### Exercise description
Could you please retype all of the data below exactly?

### Material to process
//! Typed paths into a run directory.
//!
//! Every file the store, engine, and operators touch is named here so the
//! on-disk layout has a single definition.
use super::types::System;
use std::path::{Path, PathBuf};

pub const RUN_FILE: &str = "designrun.json";
pub const EVENTS_FILE: &str = "events.ndjson";
pub const REFERENCE_MAP_FILE: &str = "map.json";

/// Paths rooted at `<runs_dir>/<run_id>`.
#[derive(Debug, Clone)]
pub struct RunPaths {
    root: PathBuf,
}

impl RunPaths {
    pub fn new(root: PathBuf) -> Self {
        Self { root }
    }

    pub fn root(&self) -> &Path {
        &self.root
    }

    /// Return the `designrun.json` path.
    pub fn run_file(&self) -> PathBuf {
        self.root.join(RUN_FILE)
    }

    /// Return the `events.ndjson` path.
    pub fn events_file(&self) -> PathBuf {
        self.root.join(EVENTS_FILE)
    }

    pub fn step(&self, step_id: &str) -> StepPaths {
        StepPaths::new(self.root.join(step_id))
    }
}

/// Paths rooted at a single step directory.
#[derive(Debug, Clone)]
pub struct StepPaths {
    root: PathBuf,
}

impl StepPaths {
    pub fn new(root: PathBuf) -> Self {
        Self { root }
    }

    pub fn root(&self) -> &Path {
        &self.root
    }

    pub fn input_dir(&self) -> PathBuf {
        self.root.join("input")
    }

    pub fn user_text(&self) -> PathBuf {
        self.input_dir().join("user_text.txt")
    }

    pub fn mode(&self) -> PathBuf {
        self.input_dir().join("mode.txt")
    }

    pub fn references_dir(&self) -> PathBuf {
        self.input_dir().join("references")
    }

    pub fn reference_map(&self) -> PathBuf {
        self.references_dir().join(REFERENCE_MAP_FILE)
    }

    /// Return the `gpt/` or `generators/<system>/` directory.
    pub fn system_dir(&self, system: System) -> PathBuf {
        match system {
            System::Chat => self.root.join("gpt"),
            System::Aura | System::Variant => {
                self.root.join("generators").join(system.as_str())
            }
        }
    }

    pub fn result_file(&self, system: System) -> PathBuf {
        self.system_dir(system).join("result.json")
    }

    pub fn prompt_used(&self, system: System) -> PathBuf {
        self.system_dir(system).join("prompt_used.txt")
    }

    pub fn url_file(&self, system: System) -> PathBuf {
        self.system_dir(system).join("url.txt")
    }

    /// Return the `gpt/outputs/` directory holding normalized prompt files.
    pub fn gpt_outputs_dir(&self) -> PathBuf {
        self.system_dir(System::Chat).join("outputs")
    }

    pub fn gpt_output(&self, file_name: &str) -> PathBuf {
        self.gpt_outputs_dir().join(file_name)
    }

    pub fn gpt_raw(&self) -> PathBuf {
        self.system_dir(System::Chat).join("raw.txt")
    }

    pub fn gpt_blocks(&self) -> PathBuf {
        self.system_dir(System::Chat).join("blocks.json")
    }

    pub fn gpt_extracted(&self) -> PathBuf {
        self.system_dir(System::Chat).join("extracted.json")
    }

    pub fn gpt_response(&self) -> PathBuf {
        self.system_dir(System::Chat).join("response.json")
    }

    pub fn urls_file(&self, system: System) -> PathBuf {
        self.system_dir(system).join("urls.json")
    }

    /// Relative path of an item's exported document, keyed only by item id.
    pub fn export_rel(item_id: &str) -> String {
        format!("exports/{}.html", artifact_stem(item_id))
    }

    /// Relative path of an item's capture, keyed only by item id.
    pub fn capture_rel(item_id: &str) -> String {
        format!("captures/{}.png", artifact_stem(item_id))
    }
}

/// File-name-safe form of an external item identifier.
pub fn artifact_stem(item_id: &str) -> String {
    let stem: String = item_id
        .chars()
        .map(|c| {
            if c.is_ascii_alphanumeric() || c == '-' || c == '_' {
                c
            } else {
                '_'
            }
        })
        .collect();
    if stem.is_empty() {
        "item".to_string()
    } else {
        stem
    }
}

/// Compose the directory name of a step: `S01_dna_01`.
pub fn step_dir_name(ordinal: u32, name: &str) -> String {
    format!("S{ordinal:02}_{name}")
}

/// Ordinal of a step directory name, if it has one.
pub fn step_ordinal(dir_name: &str) -> Option<u32> {
    let rest = dir_name.strip_prefix('S')?;
    let (digits, name) = rest.split_once('_')?;
    if digits.is_empty() || name.is_empty() || !digits.bytes().all(|b| b.is_ascii_digit()) {
        return None;
    }
    digits.parse().ok()
}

### Answer space
//! Typed paths into a run directory.
//!
//! Every file the store, engine, and operators touch is named here so the
//! on-disk layout has a single definition.
use super::types::System;
use std::path::{Path, PathBuf};

pub const RUN_FILE: &str = "designrun.json";
pub const EVENTS_FILE: &str = "events.ndjson";
pub const REFERENCE_MAP_FILE: &str = "map.json";

/// Paths rooted at `<runs_dir>/<run_id>`.
#[derive(Debug, Clone)]
pub struct RunPaths {
    root: PathBuf,
}

impl RunPaths {
    pub fn new(root: PathBuf) -> Self {
        Self { root }
    }

    pub fn root(&self) -> &Path {
        &self.root
    }

    /// Return the `designrun.json` path.
    pub fn run_file(&self) -> PathBuf {
        self.root.join(RUN_FILE)
    }

    /// Return the `events.ndjson` path.
    pub fn events_file(&self) -> PathBuf {
        self.root.join(EVENTS_FILE)
    }

    pub fn step(&self, step_id: &str) -> StepPaths {
        StepPaths::new(self.root.join(step_id))
    }
}

/// Paths rooted at a single step directory.
#[derive(Debug, Clone)]
pub struct StepPaths {
    root: PathBuf,
}

impl StepPaths {
    pub fn new(root: PathBuf) -> Self {
        Self { root }
    }

    pub fn root(&self) -> &Path {
        &self.root
    }

    pub fn input_dir(&self) -> PathBuf {
        self.root.join("input")
    }

    pub fn user_text(&self) -> PathBuf {
        self.input_dir().join("user_text.txt")
    }

    pub fn mode(&self) -> PathBuf {
        self.input_dir().join("mode.txt")
    }

    pub fn references_dir(&self) -> PathBuf {
        self.input_dir().join("references")
    }

    pub fn reference_map(&self) -> PathBuf {
        self.references_dir().join(REFERENCE_MAP_FILE)
    }

    /// Return the `gpt/` or `generators/<system>/` directory.
    pub fn system_dir(&self, system: System) -> PathBuf {
        match system {
            System::Chat => self.root.join("gpt"),
            System::Aura | System::Variant => {
                self.root.join("generators").join(system.as_str())
            }
        }
    }

    pub fn result_file(&self, system: System) -> PathBuf {
        self.system_dir(system).join("result.json")
    }

    pub fn prompt_used(&self, system: System) -> PathBuf {
        self.system_dir(system).join("prompt_used.txt")
    }

    pub fn url_file(&self, system: System) -> PathBuf {
        self.system_dir(system).join("url.txt")
    }

    /// Return the `gpt/outputs/` directory holding normalized prompt files.
    pub fn gpt_outputs_dir(&self) -> PathBuf {
        self.system_dir(System::Chat).join("outputs")
    }

    pub fn gpt_output(&self, file_name: &str) -> PathBuf {
        self.gpt_outputs_dir().join(file_name)
    }

    pub fn gpt_raw(&self) -> PathBuf {
        self.system_dir(System::Chat).join("raw.txt")
    }

    pub fn gpt_blocks(&self) -> PathBuf {
        self.system_dir(System::Chat).join("blocks.json")
    }

    pub fn gpt_extracted(&self) -> PathBuf {
        self.system_dir(System::Chat).join("extracted.json")
    }

    pub fn gpt_response(&self) -> PathBuf {
        self.system_dir(System::Chat).join("response.json")
    }

    pub fn urls_file(&self, system: System) -> PathBuf {
        self.system_dir(system).join("urls.json")
    }

    /// Relative path of an item's exported document, keyed only by item id.
    pub fn export_rel(item_id: &str) -> String {
        format!("exports/{}.html", artifact_stem(item_id))
    }

    /// Relative path of an item's capture, keyed only by item id.
    pub fn capture_rel(item_id: &str) -> String {
        format!("captures/{}.png", artifact_stem(item_id))
    }
}

/// File-name-safe form of an external item identifier.
pub fn artifact_stem(item_id: &str) -> String {
    let stem: String = item_id
        .chars()
        .map(|c| {
            if c.is_ascii_alphanumeric() || c == '-' || c == '_' {
                c
            } else {
                '_'
            }
        })
        .collect();
    if stem.is_empty() {
        "item".to_string()
    } else {
        stem
    }
}

/// Compose the directory name of a step: `S01_dna_01`.
pub fn step_dir_name(ordinal: u32, name: &str) -> String {
    format!("S{ordinal:02}_{name}")
}

/// Ordinal of a step directory name, if it has one.
pub fn step_ordinal(dir_name: &str) -> Option<u32> {
    let rest = dir_name.strip_prefix('S')?;
    let (digits, name) = rest.split_once('_')?;
    if digits.is_empty() || name.is_empty() || !digits.bytes().all(|b| b.is_ascii_digit()) {
        return None;
    }
    digits.parse().ok()
}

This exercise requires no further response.